Teria de haver uma divisão dos ativos e passivos do Reino Unido – um processo
que Salmond pretende ver concluído em apenas 18 meses. Isso envolveria a
transferência de ativos e compensações quando tais transferências fossem
impossíveis, mas não confere continuidade de controlo sobre as instituições.
A divisão do Reino
Unido seria muito lesiva. O Partido Nacionalista Escocês já deu a entender que
pretende vincular o assumir de parte da dívida nacional do Reino Unido a um
acordo de Westminster sobre a criação da zona cambial. Não é um discurso de
políticos que acreditam na sua própria retórica sempre em glória. Expõe, sim, o
rancor que a separação desencadearia.
A falta de visão de
Westminster
O diretor executivo
do Edinburgh Financial General Holdings, Peter de Vink, escreveu no jornal The Scotsman,
que acredita que a publicação do Livro Branco marca “um ponto de viragem” no
debate, acrescentando: “Temos agora argumentos profundos, baseados em
evidências positivas, para a independência”. E acrescenta:
O documento
representa um sério desafio para o primeiro-ministro David Cameron e para a
campanha do Não [à independência da Escócia]. Sublinha a ausência de perspetiva
positiva para o futuro da Escócia se o “Não” vencer o referendo de setembro.

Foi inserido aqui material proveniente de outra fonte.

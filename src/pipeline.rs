//! Multi-resolution continent pipeline
//!
//! Round 1 seeds a single land point on a coarse jittered grid and grows a
//! blob from it. Every later round generates a denser point set, projects the
//! previous round's water and region masks onto it, and re-perturbs the
//! coastline with a shrinking budget. Large-scale shape is therefore stable
//! while the coast gains detail at each resolution.
//!
//! All randomness of one run comes from a single `ChaCha8Rng` seeded from
//! [`ContinentConfig::seed`]; draws happen in a fixed order, so identical
//! configurations produce identical continents.

use rand::{Rng, SeedableRng};
use rand_chacha::ChaCha8Rng;
use tracing::{debug, info, instrument};

use crate::coastline::{CleanReport, Coastline, IslandBounds};
use crate::config::ContinentConfig;
use crate::error::{CoastError, Result};
use crate::generation::{AdjacencyGraph, JitteredGrid, PointGenerator, RoundGeometry};
use crate::mask::{PointSet, RegionMask, WaterMask};
use crate::projection::{project_regions, project_water};
use crate::regions::{reconcile_regions, FloodRegionPartitioner, RegionPartitioner};

/// Extra regrowth passes per refine iteration that retry skipped growth attempts
pub const GROW_RETRY_PASSES: usize = 4;

/// Attempt and flip counts of one round
#[derive(Debug, Clone, Copy, Default, PartialEq, Eq)]
pub struct RoundStats {
    /// Erosion attempts that found an empty frontier
    pub erode_skips: usize,
    /// Growth attempts that were skipped (empty frontier, landlocked pick, border)
    pub grow_skips: usize,
    /// Water points filled by lake removal
    pub lakes_filled: usize,
    /// Land points drowned by island removal
    pub islands_drowned: usize,
}

impl RoundStats {
    fn add_clean(&mut self, report: CleanReport) {
        self.lakes_filled += report.lakes_filled;
        self.islands_drowned += report.islands_drowned;
    }
}

/// Final state of one resolution round
///
/// Snapshots are handed from round to round by value and never mutated
/// afterwards.
#[derive(Clone)]
pub struct RoundSnapshot {
    /// 1-based round number
    pub round: usize,
    /// Points, raster, graph and boundary sets of the round
    pub geometry: RoundGeometry,
    /// Water state per point
    pub water: WaterMask,
    /// Region id per point, once regions have been partitioned
    pub regions: Option<RegionMask>,
    pub stats: RoundStats,
}

impl RoundSnapshot {
    #[inline]
    pub fn stride(&self) -> usize {
        self.geometry.stride
    }

    #[inline]
    pub fn point_count(&self) -> usize {
        self.geometry.point_count()
    }

    #[inline]
    pub fn graph(&self) -> &AdjacencyGraph {
        &self.geometry.graph
    }

    #[inline]
    pub fn border(&self) -> &PointSet {
        &self.geometry.border
    }

    fn summary(&self) -> RoundSummary {
        RoundSummary {
            round: self.round,
            stride: self.stride(),
            point_count: self.point_count(),
            land_count: self.water.land_count(),
            stats: self.stats,
        }
    }
}

/// Lightweight per-round report yielded by [`Rounds`]
#[derive(Debug, Clone, Copy, PartialEq, Eq)]
pub struct RoundSummary {
    pub round: usize,
    pub stride: usize,
    pub point_count: usize,
    pub land_count: usize,
    pub stats: RoundStats,
}

/// Generated continent: the last round plus, optionally, every earlier one
///
/// # Example
///
/// ```
/// use continent_coast::*;
///
/// let config = ContinentConfigBuilder::new()
///     .seed(7)
///     .rounds(3)
///     .unwrap()
///     .build()
///     .unwrap();
///
/// let continent = Continent::generate(config).unwrap();
/// assert_eq!(continent.last().round, 3);
/// assert!(continent.water().land_count() > 0);
/// ```
#[derive(Clone)]
pub struct Continent {
    config: ContinentConfig,
    last: RoundSnapshot,
    history: Vec<RoundSnapshot>,
}

impl Continent {
    /// Run the full pipeline with the default point generator and partitioner
    pub fn generate(config: ContinentConfig) -> Result<Self> {
        ContinentPipeline::new(config).run()
    }

    /// Run the full pipeline with custom collaborators
    ///
    /// # Arguments
    ///
    /// * `config` - Continent configuration
    /// * `generator` - Produces the point set of each round
    /// * `partitioner` - Splits land into regions at the region round
    pub fn generate_with<G, P>(config: ContinentConfig, generator: G, partitioner: P) -> Result<Self>
    where
        G: PointGenerator,
        P: RegionPartitioner,
    {
        ContinentPipeline::with_collaborators(config, generator, partitioner).run()
    }

    #[inline]
    pub fn config(&self) -> &ContinentConfig {
        &self.config
    }

    /// The final round
    #[inline]
    pub fn last(&self) -> &RoundSnapshot {
        &self.last
    }

    /// Earlier rounds in order, empty unless `keep_history` was set
    #[inline]
    pub fn history(&self) -> &[RoundSnapshot] {
        &self.history
    }

    #[inline]
    pub fn graph(&self) -> &AdjacencyGraph {
        self.last.graph()
    }

    #[inline]
    pub fn water(&self) -> &WaterMask {
        &self.last.water
    }

    #[inline]
    pub fn regions(&self) -> Option<&RegionMask> {
        self.last.regions.as_ref()
    }
}
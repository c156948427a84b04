//! Spatial indexing for fast coordinate-to-point lookups

use glam::Vec2;
use kiddo::immutable::float::kdtree::ImmutableKdTree;
use kiddo::SquaredEuclidean;

use crate::error::{CoastError, Result};

/// Wrapper around a 2D KD-tree over the generator points of one round
///
/// Provides O(log n) nearest-neighbor lookups. The proximity field uses it
/// to rasterize point ownership, and the mask projector uses it to find the
/// coarse-round ancestor of every fine-round point.
///
/// # Performance
///
/// - Construction: O(n log n)
/// - Query: O(log n)
#[derive(Clone)]
pub struct SpatialIndex {
    tree: ImmutableKdTree<f32, usize, 2, 32>,
    len: usize,
}

impl SpatialIndex {
    /// Build a spatial index from generator point coordinates
    ///
    /// # Errors
    ///
    /// Returns `DegenerateInput` if `points` is empty.
    ///
    /// # Example
    ///
    /// ```
    /// use continent_coast::SpatialIndex;
    /// use glam::Vec2;
    ///
    /// let points = vec![Vec2::new(0.1, 0.1), Vec2::new(0.9, 0.9)];
    /// let index = SpatialIndex::new(&points).unwrap();
    /// assert_eq!(index.find_nearest(Vec2::new(0.2, 0.0)), 0);
    /// ```
    pub fn new(points: &[Vec2]) -> Result<Self> {
        if points.is_empty() {
            return Err(CoastError::DegenerateInput(
                "cannot index an empty point set".to_string(),
            ));
        }

        let coords: Vec<[f32; 2]> = points.iter().map(|p| [p.x, p.y]).collect();

        Ok(Self {
            tree: ImmutableKdTree::new_from_slice(&coords),
            len: points.len(),
        })
    }

    /// Number of indexed points
    #[inline]
    pub fn len(&self) -> usize {
        self.len
    }

    /// Always false: an index is never built over zero points
    #[inline]
    pub fn is_empty(&self) -> bool {
        self.len == 0
    }

    /// Find the index of the generator point nearest to `position`
    ///
    /// When several points are exactly equidistant the KD-tree returns one
    /// of them, not necessarily the lowest index. The choice depends only on
    /// the indexed coordinates, so it is stable for a given point set.
    pub fn find_nearest(&self, position: Vec2) -> usize {
        let query = [position.x, position.y];
        let result = self.tree.nearest_one::<SquaredEuclidean>(&query);
        result.item as usize
    }
}
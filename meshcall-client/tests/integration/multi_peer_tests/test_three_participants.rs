use meshcall_client::RoomEvent;
use std::collections::HashSet;

use crate::integration::init_tracing;
use crate::utils::{MemoryRelay, SETTLE_TIMEOUT_MS, join_as, wait_for_event};

#[tokio::test]
async fn test_three_participants_learn_display_names() {
    init_tracing();

    let relay = MemoryRelay::new();
    let alice = join_as(&relay, "standup", "alice", "Alice").await.unwrap();
    let bob = join_as(&relay, "standup", "bob", "Bob").await.unwrap();
    alice.wait_connected(1).await.unwrap();
    let mut carol = join_as(&relay, "standup", "carol", "Carol").await.unwrap();

    alice.wait_connected(2).await.unwrap();
    bob.wait_connected(2).await.unwrap();
    let snapshot = carol.wait_connected(2).await.unwrap();

    assert_eq!(
        snapshot.peer(alice.id()).unwrap().display_name.as_deref(),
        Some("Alice")
    );
    assert_eq!(
        snapshot.peer(bob.id()).unwrap().display_name.as_deref(),
        Some("Bob")
    );
    assert_eq!(snapshot.status, "Connected (2 peers)");

    let mut announced = HashSet::new();
    while announced.len() < 2 {
        let event = wait_for_event(&mut carol.events, SETTLE_TIMEOUT_MS, |e| {
            matches!(e, RoomEvent::PeerVideoAvailable { .. })
        })
        .await
        .unwrap();
        if let RoomEvent::PeerVideoAvailable { display_name, .. } = event {
            assert!(announced.insert(display_name), "announced twice");
        }
    }
    assert_eq!(
        announced,
        HashSet::from(["Alice".to_string(), "Bob".to_string()])
    );

    alice.handle.leave().await.unwrap();
    bob.handle.leave().await.unwrap();
    carol.handle.leave().await.unwrap();
}
use crate::signaling::{ChannelError, InboundFrame, SignalingConnector, SignalingLink, SignalingOutput};
use async_trait::async_trait;
use futures::{SinkExt, StreamExt};
use meshcall_core::utils::ROOM_QUERY_PARAM;
use meshcall_core::{PeerId, RoomId, SignalMessage};
use std::sync::Arc;
use tokio::sync::mpsc;
use tokio_tungstenite::connect_async;
use tokio_tungstenite::tungstenite::Message;
use tracing::{debug, info, warn};
use url::Url;

/// Connects to a relay websocket endpoint such as `ws://host:8080/ws`.
#[derive(Debug, Clone)]
pub struct WsConnector {
    endpoint: Url,
}

impl WsConnector {
    pub fn new(endpoint: &str) -> Result<Self, ChannelError> {
        let endpoint = Url::parse(endpoint).map_err(|e| ChannelError::Connect(e.to_string()))?;
        // Built without a TLS backend, so only plain websockets connect.
        match endpoint.scheme() {
            "ws" => Ok(Self { endpoint }),
            other => Err(ChannelError::Connect(format!(
                "unsupported scheme '{}', expected ws",
                other
            ))),
        }
    }

    pub fn room_url(&self, room: &RoomId) -> Url {
        let mut url = self.endpoint.clone();
        url.query_pairs_mut()
            .append_pair(ROOM_QUERY_PARAM, room.as_str());
        url
    }
}

#[async_trait]
impl SignalingConnector for WsConnector {
    async fn connect(
        &self,
        room: &RoomId,
        identity: &PeerId,
    ) -> Result<SignalingLink, ChannelError> {
        let url = self.room_url(room);
        let (socket, _) = connect_async(url.as_str())
            .await
            .map_err(|e| ChannelError::Connect(e.to_string()))?;
        info!("Signaling connected to {} as {}", url, identity);

        let (mut sender, mut receiver) = socket.split();
        let (out_tx, mut out_rx) = mpsc::unbounded_channel::<Message>();
        let (in_tx, in_rx) = mpsc::unbounded_channel();

        tokio::spawn(async move {
            while let Some(msg) = out_rx.recv().await {
                let closing = matches!(msg, Message::Close(_));
                if sender.send(msg).await.is_err() || closing {
                    break;
                }
            }
            let _ = sender.close().await;
        });

        tokio::spawn(async move {
            let reason = loop {
                match receiver.next().await {
                    Some(Ok(Message::Text(text))) => {
                        if in_tx.send(InboundFrame::Text(text.as_str().to_owned())).is_err() {
                            return;
                        }
                    }
                    Some(Ok(Message::Close(frame))) => {
                        break frame
                            .map(|f| f.reason.as_str().to_owned())
                            .filter(|r| !r.is_empty())
                            .unwrap_or_else(|| "closed by relay".to_owned());
                    }
                    Some(Ok(_)) => {}
                    Some(Err(e)) => break e.to_string(),
                    None => break "connection dropped".to_owned(),
                }
            };
            debug!("Signaling inbound stream finished: {}", reason);
            let _ = in_tx.send(InboundFrame::Closed(reason));
        });

        Ok(SignalingLink {
            output: Arc::new(WsOutput { tx: out_tx }),
            inbound: in_rx,
        })
    }
}

struct WsOutput {
    tx: mpsc::UnboundedSender<Message>,
}

#[async_trait]
impl SignalingOutput for WsOutput {
    async fn send(&self, msg: SignalMessage) -> Result<(), ChannelError> {
        let json = msg
            .encode()
            .map_err(|e| ChannelError::Send(e.to_string()))?;
        self.tx
            .send(Message::Text(json.into()))
            .map_err(|_| ChannelError::Closed("websocket writer has stopped".to_owned()))
    }

    async fn close(&self) {
        if self.tx.send(Message::Close(None)).is_err() {
            warn!("Signaling writer already stopped before close");
        }
    }
}
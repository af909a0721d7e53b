use crate::RelayService;
use crate::signaling::ConnectionId;
use axum::extract::ws::{CloseFrame, Message, WebSocket};
use axum::extract::{Query, State, WebSocketUpgrade};
use axum::response::IntoResponse;
use futures::{SinkExt, StreamExt};
use meshcall_core::{PeerId, RoomId, SignalMessage};
use serde::Deserialize;
use std::sync::{Arc, Mutex};
use tokio::sync::mpsc;
use tracing::{debug, info, warn};

/// Policy-violation close code sent when no room was given.
const CLOSE_POLICY: u16 = 1008;

#[derive(Debug, Deserialize)]
pub struct RoomQuery {
    #[serde(default)]
    pub room: String,
}

pub async fn ws_handler(
    ws: WebSocketUpgrade,
    Query(query): Query<RoomQuery>,
    State(service): State<RelayService>,
) -> impl IntoResponse {
    let room = RoomId::from(query.room);

    ws.on_upgrade(move |socket| handle_socket(socket, room, service))
}

async fn handle_socket(socket: WebSocket, room: RoomId, service: RelayService) {
    let (mut sender, mut receiver) = socket.split();

    if room.is_empty() {
        warn!("Rejecting WebSocket connection without a room");
        let _ = sender
            .send(Message::Close(Some(CloseFrame {
                code: CLOSE_POLICY,
                reason: "missing room".into(),
            })))
            .await;
        return;
    }

    let connection = service.next_connection_id();
    info!("New WebSocket connection #{} for room {}", connection, room);

    let (tx, mut rx) = mpsc::unbounded_channel();
    let bound: Arc<Mutex<Option<PeerId>>> = Arc::new(Mutex::new(None));

    let mut send_task = tokio::spawn(async move {
        while let Some(msg) = rx.recv().await {
            if sender.send(msg).await.is_err() {
                break;
            }
        }
    });

    let mut recv_task = tokio::spawn({
        let service = service.clone();
        let room = room.clone();
        let bound = Arc::clone(&bound);

        async move {
            while let Some(Ok(msg)) = receiver.next().await {
                match msg {
                    Message::Text(text) => {
                        let signal = match SignalMessage::decode(text.as_str()) {
                            Ok(signal) => signal,
                            Err(e) => {
                                warn!("Invalid signal on connection #{}: {}", connection, e);
                                continue;
                            }
                        };
                        if !accept(&service, &room, connection, &tx, &bound, &signal) {
                            continue;
                        }
                        service.relay(&signal, &text);
                    }
                    Message::Close(_) => break,
                    _ => {}
                }
            }
        }
    });

    tokio::select! {
        _ = (&mut send_task) => recv_task.abort(),
        _ = (&mut recv_task) => send_task.abort(),
    };

    let peer_id = bound.lock().ok().and_then(|mut id| id.take());
    if let Some(peer_id) = peer_id {
        service.unregister(&room, &peer_id, connection);
    }
    info!("WebSocket connection #{} disconnected", connection);
}

/// Checks a decoded frame against the connection. The first accepted frame
/// binds the connection to its sender's identity.
fn accept(
    service: &RelayService,
    room: &RoomId,
    connection: ConnectionId,
    tx: &mpsc::UnboundedSender<Message>,
    bound: &Mutex<Option<PeerId>>,
    signal: &SignalMessage,
) -> bool {
    if signal.room != *room {
        warn!(
            "Dropping {:?} for room {} on connection to room {}",
            signal.kind(),
            signal.room,
            room
        );
        return false;
    }

    let Ok(mut bound) = bound.lock() else {
        return false;
    };
    match bound.as_ref() {
        Some(id) if *id == signal.from => true,
        Some(id) => {
            warn!(
                "Dropping {:?} claiming to be {} on connection bound to {}",
                signal.kind(),
                signal.from,
                id
            );
            false
        }
        None => {
            debug!("Connection #{} bound to {}", connection, signal.from);
            service.register(room, &signal.from, connection, tx.clone());
            *bound = Some(signal.from.clone());
            true
        }
    }
}
mod signaling_service;
mod ws_handler;

pub use signaling_service::*;
pub use ws_handler::*;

Isto deve por fim à tolerância da nação para com os medos e calúnias vindos de
Westminster. A campanha do “Não” não tem planos para realizar o potencial
económico da Escócia. Não tem compromissos claros sobre tributação,
investimento, emprego, creches, escolas, hospitais, justiça, regulamentação dos
negócios ou até mesmo sobre o futuro da Escócia na União Europeia.